Windgrove

Life on the Edge

Ovum d’Aphrodite

As an artist, if I were to have a “mission statement”, it is to bring an awareness of eros, of love and beauty, feeling and intuition, mystery and passion back into our overly masculine perception of the world.

Empowering the feminine.

Two weeks ago I quoted from a poem by M.C. Richards — “Aphrodite lifts her foaming mouth to the beach and steps from her shell” — and went on to describe how the symbolic meaning of the sea shell, as found in most paintings of the birth of the Greek Aphrodite or Roman Venus, is that it represents the vulva; the external organ of generation in the female.

Richards also uses the word “foaming”. And this comes from the etymology of Aphrodite herself which means “rising foam”. (In Greek, sea foam is called ‘aphros.’) The below painting by Ingres shows Aphrodite surrounded by sea foam.

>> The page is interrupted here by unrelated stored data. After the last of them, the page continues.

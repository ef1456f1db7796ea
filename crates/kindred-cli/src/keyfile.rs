//! Identity key files.
//!
//! The file holds the 64-byte `seed ++ public` secret key as one line of hex.

use anyhow::Context;
use kindred_crypto::Identity;
use kindred_crypto::identity::IDENTITY_SECRET_KEY_SIZE;
use std::fs;
use std::path::Path;
use zeroize::Zeroizing;

/// Write `identity` to `path`, readable by the owner only on Unix.
///
/// # Errors
///
/// Returns an error if the file exists and `force` is false, or on I/O failure.
pub fn save(identity: &Identity, path: &Path, force: bool) -> anyhow::Result<()> {
    if path.exists() && !force {
        anyhow::bail!(
            "{} already exists (use --force to overwrite)",
            path.display()
        );
    }
    if let Some(parent) = path.parent() {
        fs::create_dir_all(parent)?;
    }

    let mut contents = Zeroizing::new(hex::encode(identity.to_keypair_bytes().as_slice()));
    contents.push('\n');
    fs::write(path, contents.as_bytes())
        .with_context(|| format!("writing {}", path.display()))?;

    #[cfg(unix)]
    {
        use std::os::unix::fs::PermissionsExt;
        fs::set_permissions(path, fs::Permissions::from_mode(0o600))?;
    }

    Ok(())
}

/// Read an identity from `path`.
///
/// # Errors
///
/// Returns an error if the file is missing or does not hold a valid key.
pub fn load(path: &Path) -> anyhow::Result<Identity> {
    let contents = Zeroizing::new(fs::read_to_string(path).with_context(|| {
        format!(
            "reading identity {} (run `kindred keygen` first)",
            path.display()
        )
    })?);

    let mut bytes = Zeroizing::new([0u8; IDENTITY_SECRET_KEY_SIZE]);
    hex::decode_to_slice(contents.trim(), bytes.as_mut_slice())
        .with_context(|| format!("{} is not a hex identity key", path.display()))?;

    Identity::from_keypair_bytes(&bytes)
        .with_context(|| format!("{} holds an inconsistent keypair", path.display()))
}
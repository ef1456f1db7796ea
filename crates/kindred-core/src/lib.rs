//! # kindred Core
//!
//! Authenticated rendezvous for kindred: finds a friend on a public swarm,
//! proves both identities over the first stream that reaches it, and hands
//! that stream over to a direct transport.
//!
//! This crate provides:
//! - Length-prefixed framing for rendezvous streams
//! - The challenge-response handshake (Responder and Initiator)
//! - Offer/answer signaling over an authenticated stream
//! - The serve/dial orchestrator
//! - Node configuration, a bounded friend registry and a thin chat channel
//!
//! ## Architecture
//!
//! ```text
//! ┌─────────────────────────────────────────────────────────────────┐
//! │                        Orchestrator                             │
//! │   (serve own topic / dial a friend's topic, one task per        │
//! │    candidate stream)                                            │
//! ├─────────────────────────────────────────────────────────────────┤
//! │                         Handshake                               │
//! │   (sealed auth request, encrypted challenge, success marker)    │
//! ├─────────────────────────────────────────────────────────────────┤
//! │                         Signaling                               │
//! │   (offer/answer relay until the direct transport is live)       │
//! ├─────────────────────────────────────────────────────────────────┤
//! │                          Framing                                │
//! │   (u32 length prefix over the swarm's byte stream)              │
//! └─────────────────────────────────────────────────────────────────┘
//! ```
//!
//! ## Example
//!
//! ```rust,no_run
//! use kindred_core::{NodeConfig, Orchestrator};
//! use kindred_core::signaling::MemoryConnectorHub;
//! use kindred_crypto::Identity;
//! use kindred_discovery::MemoryRendezvous;
//! use rand_core::OsRng;
//!
//! # async fn example() -> Result<(), Box<dyn std::error::Error>> {
//! let rendezvous = MemoryRendezvous::new();
//! let signaling = MemoryConnectorHub::new();
//!
//! let host = Orchestrator::new(Identity::generate(&mut OsRng), NodeConfig::default())?;
//! let guest = Orchestrator::new(Identity::generate(&mut OsRng), NodeConfig::default())?;
//!
//! let hub = signaling.clone();
//! let mut serving = host.serve(rendezvous.swarm(), move |role| hub.connector(role));
//!
//! let session = guest
//!     .dial(host.public_identity(), rendezvous.swarm(), move |role| signaling.connector(role))
//!     .await?;
//! assert_eq!(session.peer, host.public_identity());
//!
//! let accepted = serving.next_session().await.ok_or("serve stopped")?;
//! assert_eq!(accepted.peer, guest.public_identity());
//! # Ok(())
//! # }
//! ```

#![warn(missing_docs)]
#![warn(clippy::all)]

pub mod chat;
pub mod config;
pub mod error;
pub mod framing;
pub mod friends;
pub mod handshake;
pub mod orchestrator;
pub mod signaling;

pub use chat::{ChatChannel, ChatMessage};
pub use config::NodeConfig;
pub use error::{
    ChatError, ConfigError, DialError, HandshakeError, SessionError, SignalingError,
};
pub use framing::{FrameDecoder, FrameError, FrameStream};
pub use friends::{Friend, FriendRegistry, SharedFriends};
pub use orchestrator::{DialHandle, Orchestrator, PeerSession, ServeEvent, ServeHandle};
pub use signaling::{ConnectorEvent, PeerConnector, SignalMessage, SignalRole};
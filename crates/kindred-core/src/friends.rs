//! Friend registry.
//!
//! An owned map from public identity to friend record, bounded in size.
//! When full, adding a new friend evicts the one seen least recently.
//! Recency is a logical clock bumped on every `add` and `mark_seen`, so the
//! order is exact even when two updates land in the same instant.

use kindred_crypto::PublicIdentity;
use std::collections::HashMap;
use std::sync::Arc;
use std::time::SystemTime;
use tokio::sync::RwLock;
use tracing::debug;

/// Default number of friends kept.
pub const DEFAULT_CAPACITY: usize = 1024;

/// Registry shared between an orchestrator and its owner.
pub type SharedFriends = Arc<RwLock<FriendRegistry>>;

/// A known peer.
#[derive(Debug, Clone, PartialEq, Eq)]
pub struct Friend {
    /// Display name
    pub name: String,
    /// When the peer last authenticated with us
    pub last_seen: Option<SystemTime>,
    recency: u64,
}

/// Bounded friend registry with least-recently-seen eviction.
#[derive(Debug)]
pub struct FriendRegistry {
    friends: HashMap<PublicIdentity, Friend>,
    capacity: usize,
    clock: u64,
}

impl Default for FriendRegistry {
    fn default() -> Self {
        Self::new(DEFAULT_CAPACITY)
    }
}

impl FriendRegistry {
    /// Create an empty registry holding at most `capacity` friends (at least one).
    #[must_use]
    pub fn new(capacity: usize) -> Self {
        Self {
            friends: HashMap::new(),
            capacity: capacity.max(1),
            clock: 0,
        }
    }

    /// Wrap the registry for sharing with an orchestrator.
    #[must_use]
    pub fn into_shared(self) -> SharedFriends {
        Arc::new(RwLock::new(self))
    }

    fn tick(&mut self) -> u64 {
        self.clock += 1;
        self.clock
    }

    /// Add or rename a friend. Returns the friend evicted to make room, if any.
    pub fn add(
        &mut self,
        identity: PublicIdentity,
        name: impl Into<String>,
    ) -> Option<(PublicIdentity, Friend)> {
        let recency = self.tick();
        let name = name.into();

        if let Some(friend) = self.friends.get_mut(&identity) {
            friend.name = name;
            friend.recency = recency;
            return None;
        }

        let evicted = if self.friends.len() >= self.capacity {
            self.evict_oldest()
        } else {
            None
        };

        self.friends.insert(
            identity,
            Friend {
                name,
                last_seen: None,
                recency,
            },
        );
        evicted
    }

    fn evict_oldest(&mut self) -> Option<(PublicIdentity, Friend)> {
        let oldest = *self
            .friends
            .iter()
            .min_by_key(|(_, friend)| friend.recency)?
            .0;
        let friend = self.friends.remove(&oldest)?;
        debug!(peer = %oldest.short(), "Evicted least recently seen friend");
        Some((oldest, friend))
    }

    /// Remove a friend.
    pub fn remove(&mut self, identity: &PublicIdentity) -> Option<Friend> {
        self.friends.remove(identity)
    }

    /// Look up a friend.
    #[must_use]
    pub fn get(&self, identity: &PublicIdentity) -> Option<&Friend> {
        self.friends.get(identity)
    }

    /// Whether `identity` is a friend.
    #[must_use]
    pub fn contains(&self, identity: &PublicIdentity) -> bool {
        self.friends.contains_key(identity)
    }

    /// Record that a friend just authenticated. Returns false for strangers.
    pub fn mark_seen(&mut self, identity: &PublicIdentity) -> bool {
        let recency = self.tick();
        match self.friends.get_mut(identity) {
            Some(friend) => {
                friend.last_seen = Some(SystemTime::now());
                friend.recency = recency;
                true
            }
            None => false,
        }
    }

    /// Iterate over all friends in no particular order.
    pub fn iter(&self) -> impl Iterator<Item = (&PublicIdentity, &Friend)> {
        self.friends.iter()
    }

    /// Number of friends.
    #[must_use]
    pub fn len(&self) -> usize {
        self.friends.len()
    }

    /// Whether the registry is empty.
    #[must_use]
    pub fn is_empty(&self) -> bool {
        self.friends.is_empty()
    }

    /// Maximum number of friends kept.
    #[must_use]
    pub fn capacity(&self) -> usize {
        self.capacity
    }
}
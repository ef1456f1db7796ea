//! Length-prefixed framing for rendezvous streams.
//!
//! Every message written on a rendezvous stream, handshake steps and
//! signaling units alike, is framed as:
//!
//! ```text
//! +----------------------+---------------------------+
//! | Length (u32 BE, 4B)  | Payload (Length bytes)    |
//! +----------------------+---------------------------+
//! ```
//!
//! Payload bytes are never inspected, so any payload (including one that
//! contains what looks like a header) survives framing unchanged. A stream
//! that announces a frame above the configured limit cannot be
//! resynchronised and must be dropped.

use std::io;
use thiserror::Error;
use tokio::io::{AsyncRead, AsyncReadExt, AsyncWrite, AsyncWriteExt};

/// Size of the length prefix.
pub const FRAME_HEADER_LEN: usize = 4;

/// Default upper bound on a single frame payload (64 KiB).
pub const DEFAULT_MAX_FRAME_LEN: usize = 64 * 1024;

const READ_CHUNK: usize = 4096;

/// Framing errors
#[derive(Debug, Error)]
pub enum FrameError {
    /// Declared or requested payload length exceeds the limit
    #[error("frame of {len} bytes exceeds limit of {max}")]
    TooLarge {
        /// Declared length
        len: usize,
        /// Configured limit
        max: usize,
    },

    /// Stream ended in the middle of a frame
    #[error("stream ended with {buffered} bytes of an incomplete frame")]
    Truncated {
        /// Bytes left in the decoder
        buffered: usize,
    },

    /// I/O error
    #[error("I/O error: {0}")]
    Io(#[from] io::Error),
}

/// Frame a payload.
///
/// # Errors
///
/// Returns [`FrameError::TooLarge`] if the payload length does not fit the
/// 32-bit prefix.
pub fn encode_frame(payload: &[u8]) -> Result<Vec<u8>, FrameError> {
    let len = u32::try_from(payload.len()).map_err(|_| FrameError::TooLarge {
        len: payload.len(),
        max: u32::MAX as usize,
    })?;

    let mut frame = Vec::with_capacity(FRAME_HEADER_LEN + payload.len());
    frame.extend_from_slice(&len.to_be_bytes());
    frame.extend_from_slice(payload);
    Ok(frame)
}

/// Incremental frame decoder.
///
/// Accepts arbitrary chunks (split frames, several frames at once) and
/// yields complete payloads in order.
#[derive(Debug)]
pub struct FrameDecoder {
    buf: Vec<u8>,
    max_frame_len: usize,
}

impl Default for FrameDecoder {
    fn default() -> Self {
        Self::new(DEFAULT_MAX_FRAME_LEN)
    }
}

impl FrameDecoder {
    /// Create a decoder rejecting payloads above `max_frame_len`.
    #[must_use]
    pub fn new(max_frame_len: usize) -> Self {
        Self {
            buf: Vec::new(),
            max_frame_len,
        }
    }

    /// Append received bytes.
    pub fn push(&mut self, chunk: &[u8]) {
        self.buf.extend_from_slice(chunk);
    }

    /// Pop the next complete payload, if one is buffered.
    ///
    /// # Errors
    ///
    /// Returns [`FrameError::TooLarge`] once a header declares a payload
    /// above the limit. The decoder keeps returning the error afterwards.
    pub fn next_frame(&mut self) -> Result<Option<Vec<u8>>, FrameError> {
        if self.buf.len() < FRAME_HEADER_LEN {
            return Ok(None);
        }

        let mut header = [0u8; FRAME_HEADER_LEN];
        header.copy_from_slice(&self.buf[..FRAME_HEADER_LEN]);
        let len = u32::from_be_bytes(header) as usize;

        if len > self.max_frame_len {
            return Err(FrameError::TooLarge {
                len,
                max: self.max_frame_len,
            });
        }

        let total = FRAME_HEADER_LEN + len;
        if self.buf.len() < total {
            return Ok(None);
        }

        let payload = self.buf[FRAME_HEADER_LEN..total].to_vec();
        self.buf.drain(..total);
        Ok(Some(payload))
    }

    /// Push a chunk and collect every payload it completes.
    ///
    /// # Errors
    ///
    /// See [`FrameDecoder::next_frame`].
    pub fn decode(&mut self, chunk: &[u8]) -> Result<Vec<Vec<u8>>, FrameError> {
        self.push(chunk);
        let mut frames = Vec::new();
        while let Some(frame) = self.next_frame()? {
            frames.push(frame);
        }
        Ok(frames)
    }

    /// Bytes buffered but not yet returned.
    #[must_use]
    pub fn buffered(&self) -> usize {
        self.buf.len()
    }

    /// Configured payload limit.
    #[must_use]
    pub fn max_frame_len(&self) -> usize {
        self.max_frame_len
    }
}

/// A byte stream carrying length-prefixed frames.
#[derive(Debug)]
pub struct FrameStream<S> {
    io: S,
    decoder: FrameDecoder,
}

impl<S> FrameStream<S>
where
    S: AsyncRead + AsyncWrite + Unpin,
{
    /// Wrap a stream.
    pub fn new(io: S, max_frame_len: usize) -> Self {
        Self {
            io,
            decoder: FrameDecoder::new(max_frame_len),
        }
    }

    /// Write one frame and flush.
    ///
    /// # Errors
    ///
    /// Returns [`FrameError::TooLarge`] for payloads above the limit, or
    /// [`FrameError::Io`] if the write fails.
    pub async fn write_frame(&mut self, payload: &[u8]) -> Result<(), FrameError> {
        if payload.len() > self.decoder.max_frame_len() {
            return Err(FrameError::TooLarge {
                len: payload.len(),
                max: self.decoder.max_frame_len(),
            });
        }

        let frame = encode_frame(payload)?;
        self.io.write_all(&frame).await?;
        self.io.flush().await?;
        Ok(())
    }

    /// Read the next frame. Returns `None` on a clean end of stream.
    ///
    /// Cancel-safe: bytes read before cancellation stay buffered.
    ///
    /// # Errors
    ///
    /// Returns [`FrameError::TooLarge`] for an oversized frame,
    /// [`FrameError::Truncated`] if the stream ends mid-frame, or
    /// [`FrameError::Io`] if the read fails.
    pub async fn read_frame(&mut self) -> Result<Option<Vec<u8>>, FrameError> {
        let mut chunk = [0u8; READ_CHUNK];
        loop {
            if let Some(frame) = self.decoder.next_frame()? {
                return Ok(Some(frame));
            }

            let n = self.io.read(&mut chunk).await?;
            if n == 0 {
                return match self.decoder.buffered() {
                    0 => Ok(None),
                    buffered => Err(FrameError::Truncated { buffered }),
                };
            }
            self.decoder.push(&chunk[..n]);
        }
    }

    /// Shut down the write half.
    ///
    /// # Errors
    ///
    /// Returns [`FrameError::Io`] if the shutdown fails.
    pub async fn shutdown(&mut self) -> Result<(), FrameError> {
        self.io.shutdown().await?;
        Ok(())
    }

    /// Unwrap the underlying stream, discarding buffered bytes.
    pub fn into_inner(self) -> S {
        self.io
    }
}
//! Connection orchestration.
//!
//! Maps "serve" and "dial" intents onto rendezvous topic membership and runs
//! the right handshake role on every stream the swarm hands back:
//!
//! - [`Orchestrator::serve`] joins our own discovery topic and answers every
//!   inbound candidate with the Responder, then signals as the answering side.
//! - [`Orchestrator::dial`] joins the target's topic and runs the Initiator on
//!   every candidate, then signals as the offering side. The first candidate
//!   that both authenticates and produces a direct transport wins; the rest
//!   are abandoned and the swarm is closed.
//!
//! Each candidate runs in its own task. A failing candidate never affects the
//! topic or the other candidates.

mod dial;
mod serve;

pub use dial::DialHandle;
pub use serve::{ServeEvent, ServeHandle};

use crate::config::NodeConfig;
use crate::error::{ConfigError, SessionError};
use crate::framing::FrameStream;
use crate::friends::SharedFriends;
use crate::signaling::{PeerConnector, SignalRole};
use kindred_crypto::{Identity, PublicIdentity};
use kindred_discovery::Swarm;
use std::fmt;
use std::sync::Arc;
use std::sync::atomic::{AtomicU64, Ordering};
use tokio::io::{AsyncRead, AsyncWrite};
use tracing::debug;

/// An authenticated peer and the direct transport negotiated with it.
pub struct PeerSession<T> {
    /// Identity the peer proved possession of
    pub peer: PublicIdentity,
    /// Direct transport. The rendezvous stream is already closed.
    pub transport: T,
}

impl<T> fmt::Debug for PeerSession<T> {
    fn fmt(&self, f: &mut fmt::Formatter<'_>) -> fmt::Result {
        f.debug_struct("PeerSession")
            .field("peer", &self.peer)
            .finish_non_exhaustive()
    }
}

/// Outcome of one candidate stream.
pub(crate) type CandidateResult<T> = Result<PeerSession<T>, SessionError>;

/// Close the rendezvous stream once the direct transport is live.
///
/// The session no longer depends on it, so a failed close is only logged.
pub(crate) async fn release_rendezvous<S>(mut stream: FrameStream<S>)
where
    S: AsyncRead + AsyncWrite + Unpin,
{
    if let Err(e) = stream.shutdown().await {
        debug!("Rendezvous stream close failed: {e}");
    }
}

static NEXT_CANDIDATE: AtomicU64 = AtomicU64::new(1);

/// Number used to tell candidates apart in logs.
pub(crate) fn next_candidate_id() -> u64 {
    NEXT_CANDIDATE.fetch_add(1, Ordering::Relaxed)
}

/// Drives serve and dial for one identity.
///
/// `serve` and `dial` spawn onto the current Tokio runtime.
#[derive(Clone)]
pub struct Orchestrator {
    identity: Arc<Identity>,
    config: Arc<NodeConfig>,
    friends: Option<SharedFriends>,
}

impl Orchestrator {
    /// Create an orchestrator for `identity`.
    ///
    /// # Errors
    ///
    /// Returns [`ConfigError`] if `config` does not validate.
    pub fn new(identity: Identity, config: NodeConfig) -> Result<Self, ConfigError> {
        config.validate()?;
        Ok(Self {
            identity: Arc::new(identity),
            config: Arc::new(config),
            friends: None,
        })
    }

    /// Consult and update `friends` for every authenticated peer.
    #[must_use]
    pub fn with_friends(mut self, friends: SharedFriends) -> Self {
        self.friends = Some(friends);
        self
    }

    /// Our public identity.
    #[must_use]
    pub fn public_identity(&self) -> PublicIdentity {
        self.identity.public_identity()
    }

    /// Active configuration.
    #[must_use]
    pub fn config(&self) -> &NodeConfig {
        &self.config
    }

    /// Serve on our own topic until the returned handle is cancelled or dropped.
    ///
    /// `connectors` creates one answering connector per authenticated candidate.
    pub fn serve<W, C, F>(&self, swarm: W, connectors: F) -> ServeHandle<C::Transport>
    where
        W: Swarm + 'static,
        C: PeerConnector + 'static,
        F: Fn(SignalRole) -> C + Send + Sync + 'static,
    {
        serve::spawn(
            Arc::clone(&self.identity),
            Arc::clone(&self.config),
            self.friends.clone(),
            swarm,
            Arc::new(connectors),
        )
    }

    /// Dial `target`. The returned handle resolves with the first session
    /// established, or fails once the dial times out, is cancelled, or the
    /// swarm runs out of candidates.
    ///
    /// `connectors` creates one offering connector per authenticated candidate.
    /// The swarm is closed when the dial ends.
    pub fn dial<W, C, F>(
        &self,
        target: PublicIdentity,
        swarm: W,
        connectors: F,
    ) -> DialHandle<C::Transport>
    where
        W: Swarm + 'static,
        C: PeerConnector + 'static,
        F: Fn(SignalRole) -> C + Send + Sync + 'static,
    {
        dial::spawn(
            Arc::clone(&self.identity),
            Arc::clone(&self.config),
            target,
            swarm,
            Arc::new(connectors),
        )
    }
}

impl fmt::Debug for Orchestrator {
    fn fmt(&self, f: &mut fmt::Formatter<'_>) -> fmt::Result {
        f.debug_struct("Orchestrator")
            .field("identity", &self.identity.public_identity())
            .field("config", &self.config)
            .finish_non_exhaustive()
    }
}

Most interesting, however, is that the story of her birth all started when Cronus, the youngest son of the Earth goddess Gaia, castrated his father Uranus with a sickle and tossed the genitals into the ocean (or, we could say, back into the feminine waters of Gaia). The sea foam that resulted from this potent mix of male and female energies gave rise to Aphrodite, the goddess of fertility, love and beauty.

All the above is by way of introducing the reader to the finished sculpture I first wrote about in my blog entry of November 29 when it was first being carved.

Four and a half months later, ‘Ovum d’Aphrodite’ is finished.

The finished piece is about the size that the fully mature Aphrodite would have stepped from. But this sculpture nestles Aphrodite — as a fertilized egg — into a stylized womb that itself is nestled into a scallop shell.

Within the inner sanctum of the vulva, the egg of the soon to be born Aphrodite is placed into a chalice that is comprised of two crescent shaped moons/boats that join to create the pointed oval vesica piscis that is often painted as an aureole around the Virgin Mary’s head.

Seen from behind, the sculpture’s labia exude a more visceral, muscled quality.

Seen from the front, the stylized labia can take on the appearance of a fur coat surrounding a neck or head. The question has to then be asked: Are the full lapel collars used in fashion an unconscious representation of the vulva?

Can we start to speak more honestly about the presence of the feminine, hidden or otherwise, in our world?

I guess I just want to say that these old stories, although much forgotten, are still a part of us. They need to be re-membered, made alive once again through the artist’s eyes, hands and heart and given a new life; a new birth, so to speak.

And before any reader starts thinking that I’m just a wimpy SNAG (sensitive new age guy), think again. Aphrodite’s immense, overpowering beauty and her ability to love with deep passion was the result of the union of the masculine (sky god Uranus) and the feminine (earth goddess Gaia).

In nature as in most things, it takes two to tangle/tango.